Patient demographics (i.e., age, sex, comorbidities, body mass index [BMI], etc.) are important factors that often guide clinical decisions; however, clinical signs of OA may be considered subclinical in early phases of the disease due to presence of catabolic (degradative) and inflammatory cytokines and chemokines that contribute to the physiopathology. Although it is not clear how these factors are associated with OA-symptomology, there are several major pro-inflammatory mediators that drive degenerative and inflammatory process, including, but not limited to, matrix metalloproteinases (MMPs) -1, -3, -8, -12 and -13, interleukins (ILs) -1β, -6, and -8, -17, -18, leukemia inhibitory factor (LIF), oncostatin M (OSM), tumor necrosis factor alpha (TNF-α), and prostaglandins [53,56]. In some cases, serial measurements of serum IL-6 and haptoglobin may provide a baseline assessment and guide treatment [56]. Catabolic biomarkers, such as MMPs, have also been shown to upregulate in synovial fluid in early OA and establish a negative feedback loop that causes ECM destruction [55,57-59]. While these studies show promise in the diagnostic and prognostic utility of biomarkers for OA, ascertaining periodic chronicity information and biospecimens longitudinally is a major challenge [60]. Given these challenges, there remains a paucity of longitudinal studies that have a common focus on individual biomarkers that may predict incidence or progression of two common OA etiologies (PTOA and age-related OA) [61,62]. In response, several working groups have been established over the last decade to set a framework for the evaluation of joint proteome changes and their impact on the progression of the disease using standardized endpoints [60,62-65]. Continued observations from these working groups are warranted to validate the clinical utility of biomarkers for diagnostic purposes, as well as prognostic purposes following CBT or DMOAD interventions [56,62,64].
Emerging Treatment Strategies for Osteoarthritis
Cell-based Therapies
Cell-based therapies (CBTs) can be considered an anabolic (tissue repairing) treatment utilizing a two-component design; a viable nucleated cell component and a soluble protein component (Figure 3). Progenitor cells, namely mesenchymal stem (stromal) cells (MSCs), hematopoietic stem cells (HSCs), and myeloid precursors [66], have been used as a treatment modality to attenuate OA-symptoms. Specifically, MSCs are capable of self-replication and specialization into many tissue types, including cartilage, bone, tendon, muscle, and fat [67]. MSCs direct tissue responses to injury, stimulate resident stem cells, and prompt apoptosis and cell lysis to initiate a healing response in musculoskeletal tissues. The degree of local inflammation determines whether MSCs respond with a pro- or anti-inflammatory phenotype, which is important when considering their clinical use [68]. Despite their capacity to form clonal cell lines and specialize into tissues of mesodermal lineage, the immunomodulatory and antiinflammatory effects are the most responsible for the clinical experience of pain relief [69], and potentially the most important mechanisms to be studied. A common source of MSCs is from the bone, most often sourced from the iliac crest [70]. However, MSCs makeup only approximately 0.001% of the bone marrow cell population and have presented hurdles in the clinic including donor site morbidity and pain [71]. In addition, there seems to be variability between content depending on the type of tissue the cells are extracted from and the demographics of the donor [72]. Indeed, more clinical studies are needed to characterize cellular profiles (including MSC surface antigens) to better understand the association between these profiles and clinical outcomes.

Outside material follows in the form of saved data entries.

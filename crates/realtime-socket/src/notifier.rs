use std::fmt;
use tracing::{error, warn};

/// User-facing notices raised by the connection lifecycle.
#[derive(Debug, Clone, PartialEq, Eq)]
pub enum Notice {
	/// Reconnection attempts are exhausted.
	ConnectionLost,
	/// The server rejected the session credential.
	AuthenticationFailed { message: String },
}

impl fmt::Display for Notice {
	fn fmt(&self, f: &mut fmt::Formatter<'_>) -> fmt::Result {
		match self {
			Self::ConnectionLost => f.write_str("Connection lost. Please refresh to reconnect."),
			Self::AuthenticationFailed { message } => write!(f, "Your session has expired ({message}). Please sign in again."),
		}
	}
}

/// Surface for notices and the forced return to the login entry point.
pub trait SessionNotifier: Send + Sync + 'static {
	fn notify(&self, notice: Notice);

	fn redirect_to_login(&self, login_path: &str);
}

/// Default notifier: logs both notices and redirects.
#[derive(Debug, Clone, Copy, Default)]
pub struct TracingNotifier;

impl SessionNotifier for TracingNotifier {
	fn notify(&self, notice: Notice) {
		match &notice {
			Notice::ConnectionLost => warn!(%notice, "realtime connection lost"),
			Notice::AuthenticationFailed { message } => error!(%message, "realtime authentication failed"),
		}
	}

	fn redirect_to_login(&self, login_path: &str) {
		warn!(%login_path, "redirecting to login");
	}
}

Due to the limitations of bone marrow CBTs, other cell populations, namely adipose derived stem cells (ADSCs), have garnered interest as of late [73]. These cells, collected from the stromal vascular fraction of adipose tissue lipoaspirate offer a practical advantage in that they are more accessible and provides CD73, CD90, CD105, CD106 positive multi-potent progenitor cells capable of chondrogenic differentiation [74]. Further, ADSCs have demonstrated pro-regenerative immunomodulatory behavior, including the promotion of inhibitory macrophages and T regulatory cells which may offer additional means to improve clinical symptoms coupled to cartilage regeneration [75]. Indeed, several clinics routinely isolate SVF from lipoaspirate through minimal manipulation practices for various orthopedic indications, including OA. Of note, current evidence suggests that CBTs are limited in efficacy when not considering alterations in joint mechanics. In this setting, it may be most appropriate to perform CBT in early onset OA patients or non-surgical candidates; however, a defined criterion is needed to provide clinical guidance for this subset of patients that are often asymptomatic.

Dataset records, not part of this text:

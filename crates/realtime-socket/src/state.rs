use std::fmt;
use std::time::Instant;
use thiserror::Error;

#[derive(Debug, Clone, PartialEq, Eq)]
pub enum DisconnectReason {
	/// `disconnect()` was called on this side
	ClientDisconnect,
	/// The server sent a Socket.IO disconnect packet
	ServerDisconnect,
	TransportClose,
	TransportError(String),
	PingTimeout,
	/// The handshake did not complete
	HandshakeFailed(String),
}

impl DisconnectReason {
	/// Whether automatic reconnection applies.
	pub const fn is_transient(&self) -> bool {
		!matches!(self, Self::ClientDisconnect | Self::ServerDisconnect)
	}
}

impl fmt::Display for DisconnectReason {
	fn fmt(&self, f: &mut fmt::Formatter<'_>) -> fmt::Result {
		match self {
			Self::ClientDisconnect => f.write_str("io client disconnect"),
			Self::ServerDisconnect => f.write_str("io server disconnect"),
			Self::TransportClose => f.write_str("transport close"),
			Self::TransportError(e) => write!(f, "transport error: {e}"),
			Self::PingTimeout => f.write_str("ping timeout"),
			Self::HandshakeFailed(e) => write!(f, "handshake failed: {e}"),
		}
	}
}

#[derive(Debug, Clone, PartialEq, Eq)]
pub enum FailureReason {
	/// The server refused the credential. Terminal for the session.
	AuthRejected(String),
	RetriesExhausted { attempts: u32 },
}

#[derive(Debug, Clone)]
pub enum ConnectionState {
	Absent,
	Pending { started_at: Instant },
	Connected { sid: String, connected_at: Instant },
	Disconnected { reason: DisconnectReason, since: Instant },
	Failed { reason: FailureReason, failed_at: Instant },
}

impl ConnectionState {
	pub const fn is_connected(&self) -> bool {
		matches!(self, Self::Connected { .. })
	}

	pub const fn is_auth_failure(&self) -> bool {
		matches!(
			self,
			Self::Failed {
				reason: FailureReason::AuthRejected(_),
				..
			}
		)
	}

	pub const fn name(&self) -> &'static str {
		match self {
			Self::Absent => "absent",
			Self::Pending { .. } => "pending",
			Self::Connected { .. } => "connected",
			Self::Disconnected { .. } => "disconnected",
			Self::Failed { .. } => "failed",
		}
	}

	/// Validate a transition and return the resulting state.
	pub fn apply(&self, transition: StateTransition) -> Result<Self, StateError> {
		use StateTransition as T;

		let next = match (self, transition) {
			(Self::Absent | Self::Disconnected { .. }, T::StartHandshake) => Self::Pending { started_at: Instant::now() },
			(Self::Failed { reason, .. }, T::StartHandshake) if !matches!(reason, FailureReason::AuthRejected(_)) => Self::Pending { started_at: Instant::now() },
			(Self::Pending { .. }, T::HandshakeAccepted { sid }) => Self::Connected {
				sid,
				connected_at: Instant::now(),
			},
			(Self::Pending { .. } | Self::Connected { .. }, T::Lost(reason)) => Self::Disconnected { reason, since: Instant::now() },
			(Self::Disconnected { .. }, T::Lost(reason)) if reason == DisconnectReason::ClientDisconnect => Self::Disconnected { reason, since: Instant::now() },
			(Self::Pending { .. } | Self::Disconnected { .. }, T::Fail(reason)) => Self::Failed {
				reason,
				failed_at: Instant::now(),
			},
			(from, transition) => {
				return Err(StateError::InvalidTransition {
					from: from.name(),
					transition: transition.name(),
				})
			}
		};

		Ok(next)
	}
}

impl fmt::Display for ConnectionState {
	fn fmt(&self, f: &mut fmt::Formatter<'_>) -> fmt::Result {
		f.write_str(self.name())
	}
}

#[derive(Debug, Clone, PartialEq, Eq)]
pub enum StateTransition {
	StartHandshake,
	HandshakeAccepted { sid: String },
	Lost(DisconnectReason),
	Fail(FailureReason),
}

impl StateTransition {
	const fn name(&self) -> &'static str {
		match self {
			Self::StartHandshake => "start_handshake",
			Self::HandshakeAccepted { .. } => "handshake_accepted",
			Self::Lost(_) => "lost",
			Self::Fail(_) => "fail",
		}
	}
}

#[derive(Debug, Error, Clone, PartialEq, Eq)]
pub enum StateError {
	#[error("invalid state transition {transition} from {from}")]
	InvalidTransition { from: &'static str, transition: &'static str },
}

#[cfg(test)]
mod tests {
	use super::*;

	fn connected() -> ConnectionState {
		ConnectionState::Absent
			.apply(StateTransition::StartHandshake)
			.and_then(|s| s.apply(StateTransition::HandshakeAccepted { sid: "s1".into() }))
			.unwrap()
	}

	#[test]
	fn test_happy_path_reaches_connected() {
		let state = connected();
		assert!(state.is_connected());
		match state {
			ConnectionState::Connected { sid, .. } => assert_eq!(sid, "s1"),
			other => panic!("expected connected, got {other}"),
		}
	}

	#[test]
	fn test_transport_drop_then_retry() {
		let dropped = connected().apply(StateTransition::Lost(DisconnectReason::TransportClose)).unwrap();
		assert!(matches!(dropped, ConnectionState::Disconnected { .. }));

		let retrying = dropped.apply(StateTransition::StartHandshake).unwrap();
		assert!(matches!(retrying, ConnectionState::Pending { .. }));
	}

	#[test]
	fn test_exhausted_retries_can_be_restarted_manually() {
		let dropped = connected().apply(StateTransition::Lost(DisconnectReason::PingTimeout)).unwrap();
		let failed = dropped.apply(StateTransition::Fail(FailureReason::RetriesExhausted { attempts: 5 })).unwrap();

		assert!(!failed.is_auth_failure());
		assert!(failed.apply(StateTransition::StartHandshake).is_ok());
	}

	#[test]
	fn test_auth_rejection_is_terminal() {
		let pending = ConnectionState::Absent.apply(StateTransition::StartHandshake).unwrap();
		let failed = pending.apply(StateTransition::Fail(FailureReason::AuthRejected("Authentication error".into()))).unwrap();

		assert!(failed.is_auth_failure());
		assert_eq!(
			failed.apply(StateTransition::StartHandshake).unwrap_err(),
			StateError::InvalidTransition {
				from: "failed",
				transition: "start_handshake"
			}
		);
	}

	#[test]
	fn test_cannot_accept_handshake_without_pending() {
		assert!(ConnectionState::Absent.apply(StateTransition::HandshakeAccepted { sid: "x".into() }).is_err());
		assert!(connected().apply(StateTransition::HandshakeAccepted { sid: "y".into() }).is_err());
	}

	#[test]
	fn test_manual_disconnect_while_retrying() {
		let dropped = connected().apply(StateTransition::Lost(DisconnectReason::TransportClose)).unwrap();
		let stopped = dropped.apply(StateTransition::Lost(DisconnectReason::ClientDisconnect)).unwrap();

		match stopped {
			ConnectionState::Disconnected { reason, .. } => assert!(!reason.is_transient()),
			other => panic!("expected disconnected, got {other}"),
		}
	}
}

Targeting Cellular Senescence
Although OA is thought to be a disease characterized by gradual deterioration of articular cartilage leading to mechanical failure, emerging evidence highlights the importance of cellular dysregulation. Chondrocytes and other joint cells in both AAOA and PTOA are characterized by genomic instability, telomere shortening, dysregulated nutrient sensing, upregulated proinflammatory signaling, mitochondrial dysfunction, and loss of proteostasis [76-78]. Importantly, all these features are hallmarks of cellular senescence and its associated phenotypes, and indeed, senescent chondrocytes, synoviocytes, synovial macrophages have all been found to be present in OA patients [76-78]. Senescence is a cell state defined by loss of proliferative capacity, increased metabolic activity, and importantly, resistance to apoptosis. Senescent cells promote disease and tissue dysfunction via the release of cartilage degrading enzymes and pro-inflammatory mediators otherwise known as the senescence-associated secretory phenotype (SASP) [38]. Cellular senescence can be induced by a variety of extrinsic (mechanical stress, damage signals, inflammatory factors) and intrinsic signals (reactive oxygen species, DNA damage, mitochondrial dysfunction) that leads to the production of a SASP, a collection of various proinflammatory cytokines/chemokines, proteases (MMPs and ADAMTS-4 and -5), and other factors that initiate senescence in neighboring cells and promote disease and tissue dysfunction [38,79].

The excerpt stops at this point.